Course blog for American University PERF-570, Fall 2014
As civic leaders of society, this article encourages arts managers to ask themselves what they are working towards that transcends their organization and position within it; as well as what will they do about it? Today a far more diverse community of people have the power to gather, distribute, and ultimately express their views on the arts as active civic participants. While arts organizations are mostly concerned with their own surviving and thriving, many organizations are finding themselves inhabiting areas where their placement makes a significant impact to the intercultural relations of such communities.
A prime case of this is the recent physical displacement of the performing arts organization CounterPulse; an organization striving to shatter audience assumptions of the arts and present socially relevant work to the community it serves in San Francisco.
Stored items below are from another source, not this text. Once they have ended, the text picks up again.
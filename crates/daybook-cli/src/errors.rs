//! CLI error types for structured error handling.
//!
//! This module provides typed errors that map to specific exit codes,
//! enabling consistent error handling across the CLI.

use std::fmt;

use crate::constants::exit_codes;

/// CLI-specific errors with associated exit codes.
#[derive(Debug)]
pub enum CliError {
    /// Resource not found (config, journal, entry)
    NotFound { message: String, hint: String },

    /// Authentication failed (wrong passphrase, too many attempts)
    AuthFailed { message: String, hint: String },

    /// Invalid user input
    InvalidInput(String),

    /// Some entries could not be decrypted
    IntegrityFailed(String),
}

impl fmt::Display for CliError {
    fn fmt(&self, f: &mut fmt::Formatter<'_>) -> fmt::Result {
        match self {
            CliError::NotFound { message, .. } => write!(f, "{}", message),
            CliError::AuthFailed { message, .. } => write!(f, "{}", message),
            CliError::InvalidInput(message) => write!(f, "{}", message),
            CliError::IntegrityFailed(message) => write!(f, "{}", message),
        }
    }
}

impl std::error::Error for CliError {}

impl CliError {
    /// Create a NotFound error with message and hint.
    pub fn not_found(message: impl Into<String>, hint: impl Into<String>) -> Self {
        CliError::NotFound {
            message: message.into(),
            hint: hint.into(),
        }
    }

    /// Create an AuthFailed error with message and hint.
    pub fn auth_failed_with_hint(message: impl Into<String>, hint: impl Into<String>) -> Self {
        CliError::AuthFailed {
            message: message.into(),
            hint: hint.into(),
        }
    }

    /// Create an InvalidInput error.
    pub fn invalid_input(message: impl Into<String>) -> Self {
        CliError::InvalidInput(message.into())
    }

    /// Create an IntegrityFailed error.
    pub fn integrity_failed(message: impl Into<String>) -> Self {
        CliError::IntegrityFailed(message.into())
    }

    /// Hint to print below the message, if any.
    pub fn hint(&self) -> Option<&str> {
        match self {
            CliError::NotFound { hint, .. } | CliError::AuthFailed { hint, .. } => {
                Some(hint.as_str())
            }
            CliError::InvalidInput(_) | CliError::IntegrityFailed(_) => None,
        }
    }

    /// Get the exit code for this error.
    pub fn exit_code(&self) -> i32 {
        match self {
            CliError::NotFound { .. } => exit_codes::NOT_FOUND,
            CliError::AuthFailed { .. } => exit_codes::AUTH_FAILED,
            CliError::InvalidInput(_) => exit_codes::INVALID_INPUT,
            CliError::IntegrityFailed(_) => exit_codes::INTEGRITY_FAILED,
        }
    }
}

#[cfg(test)]
mod tests {
    use super::*;

    #[test]
    fn test_exit_codes() {
        assert_eq!(CliError::not_found("x", "y").exit_code(), 3);
        assert_eq!(CliError::invalid_input("x").exit_code(), 4);
        assert_eq!(CliError::auth_failed_with_hint("x", "y").exit_code(), 5);
        assert_eq!(CliError::integrity_failed("x").exit_code(), 6);
    }

    #[test]
    fn test_hint_only_where_given() {
        assert_eq!(CliError::not_found("missing", "run init").hint(), Some("run init"));
        assert_eq!(CliError::invalid_input("nope").hint(), None);
        assert_eq!(
            CliError::auth_failed_with_hint("nope", "check it").hint(),
            Some("check it")
        );
    }

    #[test]
    fn test_downcast_through_anyhow() {
        let err: anyhow::Error =
            CliError::auth_failed_with_hint("Incorrect passphrase.", "Try again.").into();
        let cli_err = err.downcast_ref::<CliError>().unwrap();
        assert_eq!(cli_err.exit_code(), exit_codes::AUTH_FAILED);
        assert_eq!(err.to_string(), "Incorrect passphrase.");
    }
}
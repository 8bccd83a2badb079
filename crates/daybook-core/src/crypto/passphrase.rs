//! Passphrase validation.
//!
//! Enforces minimum requirements for the password of a new journal.
//! Existing journals are opened with whatever password they were created with.

use crate::error::{DaybookError, Result};

/// Minimum passphrase length in characters.
pub const MIN_PASSPHRASE_LENGTH: usize = 8;

/// Validate passphrase meets minimum security requirements.
///
/// # Requirements
///
/// - Not empty or only whitespace
/// - At least 8 characters long
///
/// # Examples
///
/// ```
/// use daybook_core::crypto::validate_passphrase;
///
/// assert!(validate_passphrase("my-secure-passphrase-123").is_ok());
/// assert!(validate_passphrase("short").is_err());
/// ```
pub fn validate_passphrase(passphrase: &str) -> Result<()> {
    if passphrase.trim().is_empty() {
        return Err(DaybookError::InvalidArgument(
            "Passphrase cannot be empty".to_string(),
        ));
    }

    let length = passphrase.chars().count();
    if length < MIN_PASSPHRASE_LENGTH {
        return Err(DaybookError::InvalidArgument(format!(
            "Passphrase must be at least {} characters (got {})",
            MIN_PASSPHRASE_LENGTH, length
        )));
    }

    Ok(())
}
//! Parsing helpers for date arguments.

use chrono::{Days, Local, NaiveDate};

use daybook_core::storage::{ensure_key_range, parse_date_key};

use crate::errors::CliError;

/// Today's date in the local time zone.
pub fn today() -> NaiveDate {
    Local::now().date_naive()
}

/// Parse a date argument relative to `today`.
///
/// Accepts `today`, `yesterday`, `tomorrow` or a canonical `YYYY-MM-DD` date.
/// A missing argument means `today`.
pub fn parse_date_arg_from(value: Option<&str>, today: NaiveDate) -> anyhow::Result<NaiveDate> {
    let Some(raw) = value else {
        return Ok(today);
    };
    let shifted = match raw.trim().to_lowercase().as_str() {
        "today" => Some(today),
        "yesterday" => today.checked_sub_days(Days::new(1)),
        "tomorrow" => today.checked_add_days(Days::new(1)),
        _ => {
            return parse_date_key(raw.trim()).map_err(|_| {
                CliError::invalid_input(format!(
                    "Invalid date '{}' (expected YYYY-MM-DD, today, yesterday or tomorrow)",
                    raw
                ))
                .into()
            })
        }
    };
    let date = shifted
        .filter(|date| ensure_key_range(*date).is_ok())
        .ok_or_else(|| CliError::invalid_input(format!("Date '{}' is out of range", raw)))?;
    Ok(date)
}

/// Parse a date argument relative to the local date.
pub fn parse_date_arg(value: Option<&str>) -> anyhow::Result<NaiveDate> {
    parse_date_arg_from(value, today())
}

#[cfg(test)]
mod tests {
    use super::*;

    fn day(y: i32, m: u32, d: u32) -> NaiveDate {
        NaiveDate::from_ymd_opt(y, m, d).unwrap()
    }

    #[test]
    fn test_missing_means_today() {
        let today = day(2024, 3, 1);
        assert_eq!(parse_date_arg_from(None, today).unwrap(), today);
    }

    #[test]
    fn test_relative_words() {
        let today = day(2024, 3, 1);
        assert_eq!(parse_date_arg_from(Some("today"), today).unwrap(), today);
        assert_eq!(
            parse_date_arg_from(Some("Yesterday"), today).unwrap(),
            day(2024, 2, 29)
        );
        assert_eq!(
            parse_date_arg_from(Some("tomorrow"), today).unwrap(),
            day(2024, 3, 2)
        );
    }

    #[test]
    fn test_explicit_date() {
        let parsed = parse_date_arg_from(Some("2023-12-31"), day(2024, 3, 1)).unwrap();
        assert_eq!(parsed, day(2023, 12, 31));
    }

    #[test]
    fn test_tomorrow_past_year_9999_is_rejected() {
        let err = parse_date_arg_from(Some("tomorrow"), day(9999, 12, 31)).unwrap_err();
        let cli_err = err.downcast_ref::<CliError>().unwrap();
        assert_eq!(cli_err.exit_code(), crate::constants::exit_codes::INVALID_INPUT);
    }

    #[test]
    fn test_invalid_date_is_invalid_input() {
        let err = parse_date_arg_from(Some("2023-02-30"), day(2024, 3, 1)).unwrap_err();
        let cli_err = err.downcast_ref::<CliError>().unwrap();
        assert_eq!(cli_err.exit_code(), crate::constants::exit_codes::INVALID_INPUT);
    }
}
//! Input and parsing helper functions for the CLI.
//!
//! This module provides utilities for:
//! - Passphrase prompting and entry body reading (`input`)
//! - Date argument parsing (`parsing`)

mod input;
mod parsing;

pub use input::{passphrase_from_env, prompt_new_passphrase, prompt_passphrase, read_entry_body};
pub use parsing::parse_date_arg;
//! Application context for the Daybook CLI.
//!
//! Provides a unified context that combines CLI arguments with the
//! lazily-loaded config file.

use std::path::PathBuf;

use once_cell::unsync::OnceCell;

use daybook_core::Journal;

use crate::cli::Cli;
use crate::config::{read_config, DaybookConfig};
use crate::ui::UiContext;

use super::passphrase::open_journal_with_retry;
use super::resolver::{resolve_config_path, resolve_journal_path};

/// Application context that bundles CLI args with configuration.
pub struct AppContext<'a> {
    cli: &'a Cli,
    config: OnceCell<Option<DaybookConfig>>,
}

impl<'a> AppContext<'a> {
    /// Create a new application context from CLI arguments.
    pub fn new(cli: &'a Cli) -> Self {
        Self {
            cli,
            config: OnceCell::new(),
        }
    }

    /// Get the CLI arguments.
    pub fn cli(&self) -> &Cli {
        self.cli
    }

    /// Check if quiet mode is enabled.
    pub fn quiet(&self) -> bool {
        self.cli.quiet
    }

    /// Get the config file, loading it lazily. `None` when no config exists.
    pub fn config(&self) -> anyhow::Result<Option<&DaybookConfig>> {
        let config = self.config.get_or_try_init(|| {
            let path = resolve_config_path()?;
            if !path.exists() {
                tracing::debug!(path = %path.display(), "no config file");
                return Ok::<_, anyhow::Error>(None);
            }
            read_config(&path).map(Some)
        })?;
        Ok(config.as_ref())
    }

    /// Get the configured editor override, if any.
    pub fn editor(&self) -> anyhow::Result<Option<&str>> {
        Ok(self.config()?.and_then(|c| c.ui.editor.as_deref()))
    }

    /// Resolve the journal path from flags, environment and config.
    pub fn journal_path(&self) -> anyhow::Result<PathBuf> {
        resolve_journal_path(self.cli, self.config()?)
    }

    /// Open the journal with passphrase handling and retry logic.
    pub fn open_journal(&self, no_input: bool) -> anyhow::Result<Journal> {
        let path = self.journal_path()?;
        open_journal_with_retry(&path, no_input)
    }

    /// Build a UI context honoring `--no-color`.
    pub fn ui_context(&self, json: bool, format: Option<&str>) -> UiContext {
        UiContext::from_env(json, format, self.cli.no_color)
    }
}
As the organization’s building lease comes to an end this year, they were forced to seek new residence in a city overrun by high profile tech companies. A situational opportunity presented itself to the organization to partner with The Community Arts Stabilization Trust (CAST) and lease to own a building in an evolving part of town, the Tenderloin. With this move, the organization has gained a lot of recognition for entering a low income residential area and professedly contributing to the betterment of the community. While the organization is doing groundbreaking work to bridge intercultural differences and pursue meaningful civic engagement, it stands to inquire if these acts go beyond the practicality of appeasing funding prospects to support its own abiding goals. What are the ways in which arts managers can lead a socially active arts organization that supports more than its own survival in today’s civic world?